GOAL OF THE EXERCISE: Scan the records and identify every line in which the string "DecoderError" occurs, then return those lines.

[Collected data]
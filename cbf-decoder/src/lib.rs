//! CBF Log Decoder Library
//!
//! A stateless, reusable library for decoding the binary `.cbf` data logs
//! written by Foxwell automotive diagnostic scan tools in "Save Data" mode.
//!
//! # Architecture
//!
//! This library is intentionally minimal and focused on decoding:
//! - Parses a complete in-memory CBF buffer into headings, field
//!   definitions and string-valued records
//! - Reconciles the trailer's record count against what was actually read
//! - Collects recoverable anomalies as [`ParseError`] values instead of failing
//! - Renders a decoded file as delimited text (Excel-style quoting)
//!
//! The library does NOT:
//! - Interpret record values numerically
//! - Stream files that do not fit in memory
//! - Handle command-line arguments (see cbf-cli)
//!
//! # Example Usage
//!
//! ```no_run
//! use cbf_decoder::{Decoder, RenderConfig, TableRenderer};
//! use std::path::Path;
//!
//! let result = Decoder::new().decode_file(Path::new("savefile/0001.cbf")).unwrap();
//!
//! for error in &result.errors {
//!     eprintln!("Decode error: {}", error);
//! }
//!
//! let renderer = TableRenderer::new(RenderConfig::new().with_delimiter(';')).unwrap();
//! print!("{}", renderer.render(&result));
//! ```

// Public modules
pub mod cbf;
pub mod config;
pub mod decoder;
pub mod render;
pub mod types;

// Re-export main types for convenience
pub use cbf::decode;
pub use config::RenderConfig;
pub use decoder::Decoder;
pub use render::{escape_value, TableRenderer};
pub use types::{
    DecodeResult, DecoderError, FieldDefinition, Headings, ParseError, Record, Result, Stage,
    Trailer,
};

// Internal modules (not exposed in public API)
mod cursor;

/// Library version
pub const VERSION: &str = env!("CARGO_PKG_VERSION");
//! Delimited-text rendering of decoded CBF files
//!
//! Output layout: the heading lines, then one `Error: <message>` line per
//! parse error, then the table (field names first, one row per record).
//!
//! Every value is trimmed of surrounding spaces and quoted Excel-style:
//! a value containing `"` is wrapped in quotes with the inner quotes doubled,
//! otherwise a value containing the delimiter is wrapped in quotes.

use crate::config::RenderConfig;
use crate::types::{DecodeResult, DecoderError, Result};
use std::borrow::Cow;
use std::io::Write;

/// Quote a single value for delimited output
///
/// # Example
/// ```
/// use cbf_decoder::escape_value;
///
/// assert_eq!(escape_value(r#"He said "hi", ok"#, ','), r#""He said ""hi"", ok""#);
/// assert_eq!(escape_value("1,5", ','), "\"1,5\"");
/// assert_eq!(escape_value("1,5", ';'), "1,5");
/// ```
pub fn escape_value(value: &str, delimiter: char) -> Cow<'_, str> {
    if value.contains('"') {
        Cow::Owned(format!("\"{}\"", value.replace('"', "\"\"")))
    } else if value.contains(delimiter) {
        Cow::Owned(format!("\"{}\"", value))
    } else {
        Cow::Borrowed(value)
    }
}

/// Renders [`DecodeResult`]s as delimited text
#[derive(Debug, Clone)]
pub struct TableRenderer {
    config: RenderConfig,
}

impl TableRenderer {
    /// Create a renderer, rejecting delimiters that would break the quoting
    pub fn new(config: RenderConfig) -> Result<Self> {
        if matches!(config.delimiter, '"' | '\n' | '\r') {
            return Err(DecoderError::InvalidConfig(format!(
                "delimiter {:?} cannot be used",
                config.delimiter
            )));
        }
        Ok(Self { config })
    }

    pub fn config(&self) -> &RenderConfig {
        &self.config
    }

    /// Join one row of values, trimming and quoting each
    pub fn format_row<'v, I>(&self, values: I) -> String
    where
        I: IntoIterator<Item = &'v str>,
    {
        let mut line = String::new();
        for (i, value) in values.into_iter().enumerate() {
            if i > 0 {
                line.push(self.config.delimiter);
            }
            line.push_str(&escape_value(value.trim_matches(' '), self.config.delimiter));
        }
        line
    }

    /// Write the table: a name row then one row per record
    pub fn write_table<W: Write>(&self, result: &DecodeResult, writer: &mut W) -> Result<()> {
        writeln!(writer, "{}", self.format_row(result.field_names()))?;
        for record in &result.records {
            writeln!(writer, "{}", self.format_row(record.iter().map(String::as_str)))?;
        }
        Ok(())
    }

    /// Write headings, errors and table as configured
    pub fn write_report<W: Write>(&self, result: &DecodeResult, writer: &mut W) -> Result<()> {
        if self.config.include_headings {
            for heading in result.headings.iter() {
                writeln!(writer, "{}", heading)?;
            }
        }
        if self.config.include_errors {
            for error in &result.errors {
                writeln!(writer, "Error: {}", error)?;
            }
        }
        self.write_table(result, writer)
    }

    /// Render the report into a string
    pub fn render(&self, result: &DecodeResult) -> String {
        let mut buf = Vec::new();
        // Writing to a Vec cannot fail
        let _ = self.write_report(result, &mut buf);
        String::from_utf8_lossy(&buf).into_owned()
    }
}

impl Default for TableRenderer {
    fn default() -> Self {
        Self {
            config: RenderConfig::default(),
        }
    }
}

#[cfg(test)]
mod tests {
    use super::*;
    use crate::types::{FieldDefinition, Headings, ParseError, Stage};

    fn sample_result() -> DecodeResult {
        let mut headings = Headings::default();
        headings.push("OBDII".to_string());
        headings.push("Live Data".to_string());
        headings.push("Engine".to_string());

        DecodeResult {
            headings,
            field_count: Some(2),
            fields: vec![FieldDefinition::new("RPM rpm"), FieldDefinition::new("Note")],
            records: vec![
                vec![" 800 ".to_string(), "idle, warm".to_string()],
                vec!["1200".to_string(), "say \"go\"".to_string()],
            ],
            trailer: None,
            errors: vec![],
        }
    }

    #[test]
    fn test_escape_quotes_win_over_delimiter() {
        assert_eq!(
            escape_value("He said \"hi\", ok", ','),
            "\"He said \"\"hi\"\", ok\""
        );
    }

    #[test]
    fn test_escape_plain_value_is_borrowed() {
        assert!(matches!(escape_value("12.5", ','), Cow::Borrowed("12.5")));
    }

    #[test]
    fn test_format_row_trims_spaces_only() {
        let renderer = TableRenderer::default();
        assert_eq!(renderer.format_row([" 1 ", "\t2", "3"]), "1,\t2,3");
    }

    #[test]
    fn test_render_report() {
        let renderer = TableRenderer::default();
        let text = renderer.render(&sample_result());
        assert_eq!(
            text,
            "OBDII\nLive Data\nEngine\n\
             RPM rpm,Note\n\
             800,\"idle, warm\"\n\
             1200,\"say \"\"go\"\"\"\n"
        );
    }

    #[test]
    fn test_render_errors_before_table() {
        let mut result = sample_result();
        result.records.clear();
        result.errors.push(ParseError::UnexpectedEndOfFile(Stage::Data));

        let renderer = TableRenderer::new(RenderConfig::new().with_headings(false)).unwrap();
        assert_eq!(
            renderer.render(&result),
            "Error: end of file during data parse\nRPM rpm,Note\n"
        );
    }

    #[test]
    fn test_custom_delimiter() {
        let renderer = TableRenderer::new(RenderConfig::new().with_delimiter(';').table_only()).unwrap();
        let text = renderer.render(&sample_result());
        assert_eq!(text.lines().nth(1), Some("800;idle, warm"));
    }

    #[test]
    fn test_invalid_delimiter() {
        let result = TableRenderer::new(RenderConfig::new().with_delimiter('"'));
        assert!(matches!(result, Err(DecoderError::InvalidConfig(_))));
    }

    #[test]
    fn test_latin1_values_round_trip() {
        let mut result = sample_result();
        result.records = vec![vec!["25\u{B0}".to_string(), String::new()]];
        let renderer = TableRenderer::new(RenderConfig::new().table_only()).unwrap();
        assert_eq!(renderer.render(&result), "RPM rpm,Note\n25\u{B0},\n");
    }
}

TASK RESULT:
    DecodeResult, DecoderError, FieldDefinition, Headings, ParseError, Record, Result, Stage,
use crate::types::{DecodeResult, DecoderError, Result};
            return Err(DecoderError::InvalidConfig(format!(
        assert!(matches!(result, Err(DecoderError::InvalidConfig(_))));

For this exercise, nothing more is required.